As a descriptor for Stephen Rush and his music, even the word “eclectic” is much too confining. Rush, a professor at the U-M School of Music, Theatre & Dance for nearly twenty-five years, has composed operas, chamber music, scores for dances, and orchestral works. The Detroit Symphony Orchestra premiered his Tango Symphony in April. Rush has long been a jazz performer, he’s studied Carnatic vocal music in India, and he is the director of the Digital Music Ensemble, whose outdoor sound installation, “Gypsy Pond Music,” is performed in a new incarnation as an annual rite of fall at the Music School.
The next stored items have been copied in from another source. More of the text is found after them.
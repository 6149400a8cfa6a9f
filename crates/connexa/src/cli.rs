//! Clap derive structures for the `connexa` CLI.
//!
//! Defines the complete command tree, global flags, and shared types.

use std::time::Duration;

use clap::{Args, Parser, Subcommand, ValueEnum};

// ── Top-Level CLI ────────────────────────────────────────────────────

/// connexa -- admin client for a Connexa Tor proxy pool
#[derive(Debug, Parser)]
#[command(
    name = "connexa",
    version,
    about = "Administer a Connexa Tor proxy pool from the command line",
    long_about = "Log in to a Connexa admin panel, inspect node health, rotate circuits,\n\
        scale the pool, manage the client whitelist and export tokens.\n\n\
        The session token is kept between runs according to the profile's\n\
        token_storage setting.",
    propagate_version = true,
    subcommand_required = true,
    arg_required_else_help = true
)]
pub struct Cli {
    #[command(flatten)]
    pub global: GlobalOpts,

    #[command(subcommand)]
    pub command: Command,
}

// ── Global Options ───────────────────────────────────────────────────

#[derive(Debug, Args)]
pub struct GlobalOpts {
    /// Panel profile to use
    #[arg(long, short = 'p', env = "CONNEXA_PROFILE", global = true)]
    pub profile: Option<String>,

    /// Panel URL (overrides profile)
    #[arg(long, short = 'u', env = "CONNEXA_URL", global = true)]
    pub url: Option<String>,

    /// Output format
    #[arg(
        long,
        short = 'o',
        env = "CONNEXA_OUTPUT",
        default_value = "table",
        global = true
    )]
    pub output: OutputFormat,

    /// When to use color output
    #[arg(long, default_value = "auto", global = true)]
    pub color: ColorMode,

    /// Increase verbosity (-v, -vv, -vvv)
    #[arg(long, short = 'v', action = clap::ArgAction::Count, global = true)]
    pub verbose: u8,

    /// Suppress non-error output
    #[arg(long, short = 'q', global = true)]
    pub quiet: bool,

    /// Skip confirmation prompts
    #[arg(long, short = 'y', global = true)]
    pub yes: bool,

    /// Accept self-signed TLS certificates
    #[arg(long, short = 'k', env = "CONNEXA_INSECURE", global = true)]
    pub insecure: bool,

    /// Request timeout in seconds (overrides profile)
    #[arg(long, env = "CONNEXA_TIMEOUT", global = true)]
    pub timeout: Option<u64>,
}

// ── Output & Color Enums ─────────────────────────────────────────────

#[derive(Debug, Clone, ValueEnum)]
pub enum OutputFormat {
    /// Pretty table (default, interactive)
    Table,
    /// Pretty-printed JSON
    Json,
    /// Compact single-line JSON
    JsonCompact,
    /// YAML
    Yaml,
    /// Plain text, one value per line (scripting)
    Plain,
}

#[derive(Debug, Clone, ValueEnum)]
pub enum ColorMode {
    /// Auto-detect (color if terminal is interactive)
    Auto,
    /// Always emit color codes
    Always,
    /// Never emit color codes
    Never,
}

// ── Top-Level Command Enum ───────────────────────────────────────────

#[derive(Debug, Subcommand)]
pub enum Command {
    /// Log in and keep the session token
    Login(LoginArgs),

    /// Drop the stored session
    Logout,

    /// Show the logged-in user
    Whoami,

    /// Change the admin password
    #[command(alias = "passwd")]
    Password,

    /// Two-factor authentication enrollment
    #[command(name = "2fa")]
    TwoFactor(TwoFactorArgs),

    /// One-shot overview: stats, health breakdown, configuration, tokens
    #[command(alias = "dash")]
    Dashboard,

    /// Live node table, refreshed by the poller until Ctrl-C
    Watch(WatchArgs),

    /// Node totals as counted live by the server
    Metrics,

    /// Inspect and rotate proxy nodes
    #[command(alias = "n")]
    Nodes(NodesArgs),

    /// Pool configuration: exit countries, firewall
    Pool(PoolArgs),

    /// Manage the client IP whitelist
    #[command(alias = "wl")]
    Whitelist(WhitelistArgs),

    /// Manage proxy-list export tokens
    Tokens(TokensArgs),

    /// Show the admin audit log
    Logs(LogsArgs),

    /// Manage CLI configuration and profiles
    Config(ConfigArgs),

    /// Generate shell completions
    Completions(CompletionsArgs),
}

// ━━━━━━━━━━━━━━━━━━━━━━━━━━━━━━━━━━━━━━━━━━━━━━━━━━━━━━━━━━━━━━━━━━
//  SESSION
// ━━━━━━━━━━━━━━━━━━━━━━━━━━━━━━━━━━━━━━━━━━━━━━━━━━━━━━━━━━━━━━━━━━

#[derive(Debug, Args)]
pub struct LoginArgs {
    /// Admin username (overrides profile and CONNEXA_USERNAME)
    #[arg(long)]
    pub username: Option<String>,

    /// Six-digit TOTP code, when two-factor authentication is enabled
    #[arg(long, value_name = "CODE")]
    pub totp: Option<String>,
}

#[derive(Debug, Args)]
pub struct TwoFactorArgs {
    #[command(subcommand)]
    pub command: TwoFactorCommand,
}

#[derive(Debug, Subcommand)]
pub enum TwoFactorCommand {
    /// Issue a new TOTP secret for your authenticator app
    Setup,

    /// Confirm the secret with a current code and turn two-factor login on
    Verify {
        /// Six-digit code from the authenticator app
        code: String,
    },
}

#[derive(Debug, Args)]
pub struct WatchArgs {
    /// Poll interval (e.g. "5s", "1m"); overrides the profile
    #[arg(long, short = 'i', value_parser = humantime::parse_duration)]
    pub interval: Option<Duration>,
}

// ━━━━━━━━━━━━━━━━━━━━━━━━━━━━━━━━━━━━━━━━━━━━━━━━━━━━━━━━━━━━━━━━━━
//  NODES
// ━━━━━━━━━━━━━━━━━━━━━━━━━━━━━━━━━━━━━━━━━━━━━━━━━━━━━━━━━━━━━━━━━━

#[derive(Debug, Args)]
pub struct NodesArgs {
    #[command(subcommand)]
    pub command: NodesCommand,
}

#[derive(Debug, Subcommand)]
pub enum NodesCommand {
    /// List nodes with their health
    #[command(alias = "ls")]
    List {
        /// Only show nodes in this health state
        #[arg(long, value_enum)]
        health: Option<HealthFilter>,
    },

    /// Get node details
    Get {
        /// Node ID (e.g. "tor-3")
        node: String,
    },

    /// Request a new circuit for one node
    Rotate {
        /// Node ID
        node: String,
    },

    /// Request new circuits for every node
    RotateAll,

    /// Resize the pool (1-100 nodes)
    Scale {
        /// Target number of nodes
        size: String,
    },
}

#[derive(Debug, Clone, Copy, ValueEnum)]
pub enum HealthFilter {
    Healthy,
    Unhealthy,
    Slow,
    Rotating,
    Paused,
}

// ━━━━━━━━━━━━━━━━━━━━━━━━━━━━━━━━━━━━━━━━━━━━━━━━━━━━━━━━━━━━━━━━━━
//  POOL
// ━━━━━━━━━━━━━━━━━━━━━━━━━━━━━━━━━━━━━━━━━━━━━━━━━━━━━━━━━━━━━━━━━━

#[derive(Debug, Args)]
pub struct PoolArgs {
    #[command(subcommand)]
    pub command: PoolCommand,
}

#[derive(Debug, Subcommand)]
pub enum PoolCommand {
    /// Show the pool configuration
    Show,

    /// Restrict exit nodes to the given countries
    Countries {
        /// Two-letter country codes (e.g. US DE NL, or US,DE,NL)
        #[arg(required = true, value_delimiter = ',')]
        codes: Vec<String>,

        /// Only ever use these exits (StrictNodes)
        #[arg(long)]
        strict: bool,
    },

    /// Re-apply the firewall rules on the host
    ApplyFirewall,
}

// ━━━━━━━━━━━━━━━━━━━━━━━━━━━━━━━━━━━━━━━━━━━━━━━━━━━━━━━━━━━━━━━━━━
//  WHITELIST
// ━━━━━━━━━━━━━━━━━━━━━━━━━━━━━━━━━━━━━━━━━━━━━━━━━━━━━━━━━━━━━━━━━━

#[derive(Debug, Args)]
pub struct WhitelistArgs {
    #[command(subcommand)]
    pub command: WhitelistCommand,
}

#[derive(Debug, Subcommand)]
pub enum WhitelistCommand {
    /// List whitelisted client IPs
    #[command(alias = "ls")]
    List,

    /// Allow a client IP
    Add {
        /// IPv4 or IPv6 address
        ip: String,
    },

    /// Remove a client IP
    #[command(alias = "rm")]
    Remove {
        /// IPv4 or IPv6 address
        ip: String,
    },
}

// ━━━━━━━━━━━━━━━━━━━━━━━━━━━━━━━━━━━━━━━━━━━━━━━━━━━━━━━━━━━━━━━━━━
//  TOKENS
// ━━━━━━━━━━━━━━━━━━━━━━━━━━━━━━━━━━━━━━━━━━━━━━━━━━━━━━━━━━━━━━━━━━

#[derive(Debug, Args)]
pub struct TokensArgs {
    #[command(subcommand)]
    pub command: TokensCommand,
}

#[derive(Debug, Subcommand)]
pub enum TokensCommand {
    /// List export tokens
    #[command(alias = "ls")]
    List {
        /// Include revoked and expired tokens
        #[arg(long, short = 'a')]
        all: bool,
    },

    /// Issue a new export token and print its download URLs
    Create {
        /// Free-text description
        #[arg(long, short = 'd')]
        description: Option<String>,
    },

    /// Revoke an export token
    Revoke {
        /// Token ID
        id: i64,
    },
}

// ━━━━━━━━━━━━━━━━━━━━━━━━━━━━━━━━━━━━━━━━━━━━━━━━━━━━━━━━━━━━━━━━━━
//  LOGS
// ━━━━━━━━━━━━━━━━━━━━━━━━━━━━━━━━━━━━━━━━━━━━━━━━━━━━━━━━━━━━━━━━━━

#[derive(Debug, Args)]
pub struct LogsArgs {
    /// Number of entries to fetch
    #[arg(long, short = 'l', default_value = "100")]
    pub limit: u32,
}

// ━━━━━━━━━━━━━━━━━━━━━━━━━━━━━━━━━━━━━━━━━━━━━━━━━━━━━━━━━━━━━━━━━━
//  CONFIG
// ━━━━━━━━━━━━━━━━━━━━━━━━━━━━━━━━━━━━━━━━━━━━━━━━━━━━━━━━━━━━━━━━━━

#[derive(Debug, Args)]
pub struct ConfigArgs {
    #[command(subcommand)]
    pub command: ConfigCommand,
}

#[derive(Debug, Subcommand)]
pub enum ConfigCommand {
    /// Create or update a profile with guided setup
    Init,

    /// Display the current configuration
    Show,

    /// Print the config file location
    Path,

    /// List configured profiles
    Profiles,

    /// Set the default profile
    Use {
        /// Profile name to set as default
        name: String,
    },
}

#[derive(Debug, Args)]
pub struct CompletionsArgs {
    /// Shell to generate completions for
    pub shell: clap_complete::Shell,
}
Rush’s latest recording, Naked Dance! is—to coin an oxymoron—typically unique. First, it’s being released on vinyl. Yes, children, one of those big, black, Frisbee-like objects on which your grandparents used to listen to music when they were teens. Why? Besides valuing the dynamic range of vinyl versus the compressed sound of .mp3s, (it will, of course, be available in that format as well) Rush adds, “We grew up listening to vinyl recordings but then never got to make them.” He also appreciates the visual possibilities of the large format and enlisted Jef Mallett, of the famed Frazz comic, to create the cover art.

Naked Dance! features Rush’s jazz aspect. “That Damn Tango Thing Again” starts the album. You know what they say about the tango, that it takes two; this is take two on the theme Rush used for Tango Symphony. The Detroit Free Press raved about, among other things, that piece being “exquisitely orchestrated.” This is the stripped-down version for Rush’s piano and Jeremy Edwards’ drums. Edwards, who started jamming with Rush when he was studying with him as an undergraduate ten years ago, is now Rush’s music school colleague and frequent collaborator.

“Aos,” introduces clarinetist Andrew Bishop, the recording’s only other musician and a familiar name to local jazz fans. “Aos” opens with a ten-second theme, a repeating four-note descending chromatic phrase, which is followed by fifty seconds of musical mayhem, all three musicians going virtuosically berserk—to hilarious effect—before the theme returns to close the track. Your phonograph needle, or ear buds, will get a workout.

The direction on the piano score for “Far and Away and It’s OK (We Can Always Skype)” is “Open … Fluidly, Sometimes Epic.” Which is a pretty good CliffsNotes description of Rush’s music, ranging as it does from meditative to playful (he briefly uses a duck whistle to mimic hip-hop turntable scratching) and from non- or multi-metered to rhythmically insistent, sometimes poignant, even spiritual, and with touches of humor woven throughout.

Stephen Rush, Jeremy Edwards, and Andrew Bishop play music from Naked Dance! at Kerrytown Concert House on Friday, November 4. Jef Mallett will also be on hand to autograph his covers.